Volumetric Ultrasound via 3D Null Subtraction Imaging with Circular and Spiral Apertures

Abstract

Volumetric ultrasound imaging faces a fundamental trade-off among image quality, frame rate, and hardware complexity. This study introduces three-dimensional Null Subtraction Imaging (3D NSI), a nonlinear beamforming framework that addresses this trade-off by combining computationally efficient null-subtraction process with multiplexing-aware sparse aperture designs on matrix arrays. We evaluate three apodization configurations: a fully addressed circular aperture and two Fermat's spiral sparse apertures. To overcome channel-sharing constraints common in matrix arrays multiplexed with low-channel-count ultrasound systems, we propose a spiral "no-reuse" apodization that enforces non-overlapping element sets across transmit-receive events. This design resolves multiplexing conflicts and enables up to a 16-fold increase in acquisition volume rate using only 240 active elements on a 1024-element probe.
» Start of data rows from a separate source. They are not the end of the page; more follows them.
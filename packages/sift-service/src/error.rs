pub type Result<T, E = Error> = std::result::Result<T, E>;

#[derive(Debug, thiserror::Error)]
pub enum Error {
	#[error("Invalid query: {message}")]
	InvalidQuery { message: String },
	#[error("Search unavailable: dense index failed ({dense}); sparse index failed ({sparse}).")]
	SearchUnavailable { dense: String, sparse: String },
	#[error("Collaborator contract violated: {message}")]
	CollaboratorContract { message: String },
	#[error("Invalid configuration: {message}")]
	InvalidConfig { message: String },
	#[error("Provider error: {message}")]
	Provider { message: String },
	#[error("Qdrant error: {message}")]
	Qdrant { message: String },
}
impl Error {
	/// Whether the caller may retry the whole search unchanged.
	pub fn is_retryable(&self) -> bool {
		matches!(self, Self::SearchUnavailable { .. } | Self::Provider { .. } | Self::Qdrant { .. })
	}
}

impl From<sift_providers::Error> for Error {
	fn from(err: sift_providers::Error) -> Self {
		Self::Provider { message: err.to_string() }
	}
}

impl From<sift_storage::Error> for Error {
	fn from(err: sift_storage::Error) -> Self {
		match err {
			sift_storage::Error::InvalidArgument(message) => Self::InvalidConfig { message },
			sift_storage::Error::Qdrant(inner) => Self::Qdrant { message: inner.to_string() },
		}
	}
}

impl From<crate::search::fusion::FusionError> for Error {
	fn from(err: crate::search::fusion::FusionError) -> Self {
		use crate::search::fusion::FusionError;

		match err {
			FusionError::InvalidK => Self::InvalidConfig { message: err.to_string() },
			FusionError::DuplicateChunk { .. } =>
				Self::CollaboratorContract { message: err.to_string() },
		}
	}
}

impl From<sift_config::Error> for Error {
	fn from(err: sift_config::Error) -> Self {
		Self::InvalidConfig { message: err.to_string() }
	}
}

#[cfg(test)]
mod tests {
	use super::*;

	#[test]
	fn storage_argument_errors_are_not_retryable() {
		let err = Error::from(sift_storage::Error::InvalidArgument(
			"Query vector has 3 dimensions; collection expects 4.".to_string(),
		));

		assert!(matches!(err, Error::InvalidConfig { .. }));
		assert!(!err.is_retryable());
	}
}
In computer simulations and tissue-mimicking phantom experiments, 3D NSI achieved an average improvement of 36% in azimuthal and elevational resolutions, along with an approximately 20% higher contrast ratio, compared to the conventional Delay-and-Sum (DAS) beamformer under matched transmit/receive configurations. When implemented with the spiral no-reuse aperture, the 3D NSI framework achieved over 1000 volumes per second with a computational load less than three times that of DAS, making it a practical solution for real-time 4D imaging.